Tumor characterization and biodistribution analysis of systemically-administered liposome-formulated FAM-labeled small interfering RNAs (siRNAs). Following tumor implantation, animals (n = 3) were killed at defined time points (10, 14, and 20 days), the brains were removed and fixed in 4% paraformaldehyde, frozen and further processed for histological evaluation, as described in Materials and Methods. (a) Average tumor volume (calculated as described in Materials and Methods) on the day of animal killing. Unpaired t-test with Welch's correction was used to calculate the statistical significance. (b) Representative photographs of GL261 tumors 20 days after implantation and (c) representative image of a 20-µm thick tumor section (14 days after tumor implantation), stained with cresyl violet and observed under a light microscope. The scale corresponds to 5,000 µm.

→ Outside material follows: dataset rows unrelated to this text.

//! # Error Types
//!
//! Structured error types for ply_core. Every failure names the field or
//! input that caused it so callers can report it without re-deriving context.
//!
//! ## Example
//!
//! ```rust
//! use ply_core::errors::{PlyError, PlyResult};
//!
//! fn check_fraction(vf: f64) -> PlyResult<()> {
//!     if !(0.0..=1.0).contains(&vf) {
//!         return Err(PlyError::out_of_range(vf.to_string(), "Fraction must lie in [0, 1]"));
//!     }
//!     Ok(())
//! }
//!
//! assert!(check_fraction(1.5).is_err());
//! ```

use serde::{Deserialize, Serialize};
use thiserror::Error;

/// Result type alias for ply_core operations
pub type PlyResult<T> = Result<T, PlyError>;

/// Structured error type for material, estimator and file operations.
#[derive(Error, Debug, Clone, Serialize, Deserialize, PartialEq)]
#[serde(tag = "type", content = "details")]
pub enum PlyError {
    /// A scalar input is malformed, missing or outside its physical domain
    #[error("Invalid argument for '{field}': {value} - {reason}")]
    InvalidArgument {
        field: String,
        value: String,
        reason: String,
    },

    /// A fiber volume fraction lies outside [0, 1] or off the sample grid
    #[error("Out of range: {value} - {reason}")]
    OutOfRange { value: String, reason: String },

    /// Batch input is missing required structure
    #[error("Invalid format in {source_name}: {reason}")]
    InvalidFormat { source_name: String, reason: String },

    /// A named material or composite is not in the library
    #[error("Not found: {name}")]
    NotFound { name: String },

    /// File I/O error
    #[error("File error: {operation} on '{path}' - {reason}")]
    FileError {
        operation: String,
        path: String,
        reason: String,
    },

    /// File is locked by another user/process
    #[error("File locked: '{path}' is locked by {locked_by} since {locked_at}")]
    FileLocked {
        path: String,
        locked_by: String,
        locked_at: String,
    },

    /// JSON serialization/deserialization error
    #[error("Serialization error: {reason}")]
    SerializationError { reason: String },

    /// Schema version mismatch
    #[error("Version mismatch: file version {file_version}, expected {expected_version}")]
    VersionMismatch {
        file_version: String,
        expected_version: String,
    },
}

impl PlyError {
    /// Create an InvalidArgument error
    pub fn invalid_argument(
        field: impl Into<String>,
        value: impl Into<String>,
        reason: impl Into<String>,
    ) -> Self {
        PlyError::InvalidArgument {
            field: field.into(),
            value: value.into(),
            reason: reason.into(),
        }
    }

    /// Create an OutOfRange error
    pub fn out_of_range(value: impl Into<String>, reason: impl Into<String>) -> Self {
        PlyError::OutOfRange {
            value: value.into(),
            reason: reason.into(),
        }
    }

    /// Create an InvalidFormat error
    pub fn invalid_format(source_name: impl Into<String>, reason: impl Into<String>) -> Self {
        PlyError::InvalidFormat {
            source_name: source_name.into(),
            reason: reason.into(),
        }
    }

    /// Create a NotFound error
    pub fn not_found(name: impl Into<String>) -> Self {
        PlyError::NotFound { name: name.into() }
    }

    /// Create a FileError
    pub fn file_error(
        operation: impl Into<String>,
        path: impl Into<String>,
        reason: impl Into<String>,
    ) -> Self {
        PlyError::FileError {
            operation: operation.into(),
            path: path.into(),
            reason: reason.into(),
        }
    }

    /// Create a FileLocked error
    pub fn file_locked(
        path: impl Into<String>,
        locked_by: impl Into<String>,
        locked_at: impl Into<String>,
    ) -> Self {
        PlyError::FileLocked {
            path: path.into(),
            locked_by: locked_by.into(),
            locked_at: locked_at.into(),
        }
    }

    /// Check if this is a recoverable error (e.g., can retry)
    pub fn is_recoverable(&self) -> bool {
        matches!(self, PlyError::FileLocked { .. })
    }

    /// Get a short error code for programmatic handling
    pub fn error_code(&self) -> &'static str {
        match self {
            PlyError::InvalidArgument { .. } => "INVALID_ARGUMENT",
            PlyError::OutOfRange { .. } => "OUT_OF_RANGE",
            PlyError::InvalidFormat { .. } => "INVALID_FORMAT",
            PlyError::NotFound { .. } => "NOT_FOUND",
            PlyError::FileError { .. } => "FILE_ERROR",
            PlyError::FileLocked { .. } => "FILE_LOCKED",
            PlyError::SerializationError { .. } => "SERIALIZATION_ERROR",
            PlyError::VersionMismatch { .. } => "VERSION_MISMATCH",
        }
    }
}

impl From<serde_json::Error> for PlyError {
    fn from(e: serde_json::Error) -> Self {
        PlyError::SerializationError {
            reason: e.to_string(),
        }
    }
}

Flow cytometry analysis (fluorescence intensity plots) of (d) tumor, brain and (e) liver, kidney, and lung homogenates from animals injected intravenously with chlorotoxin-coupled/nontargeted (NT) liposomes encapsulating FAM-labeled siRNAs or saline solution (phosphate-buffered saline (PBS)). The protocol for intravenous administration and tissue processing is described in Materials and Methods, as well as in Supplementary Materials and Methods. The extent of cellular association was assessed only in viable cells, these being gated on the basis of morphological features (including cell volume and complexity). Relative fluorescence units are indicated for d and e. Values are presented as means ± SD. ^@P < 0.05 compared to the tumor volume of animals killed 14 days after tumor implantation. ^#P < 0.05 compared to animals injected with a similar amount of NT stable nucleic acid lipid particle-formulated siRNAs. *P < 0.05 compared to animals injected with PBS.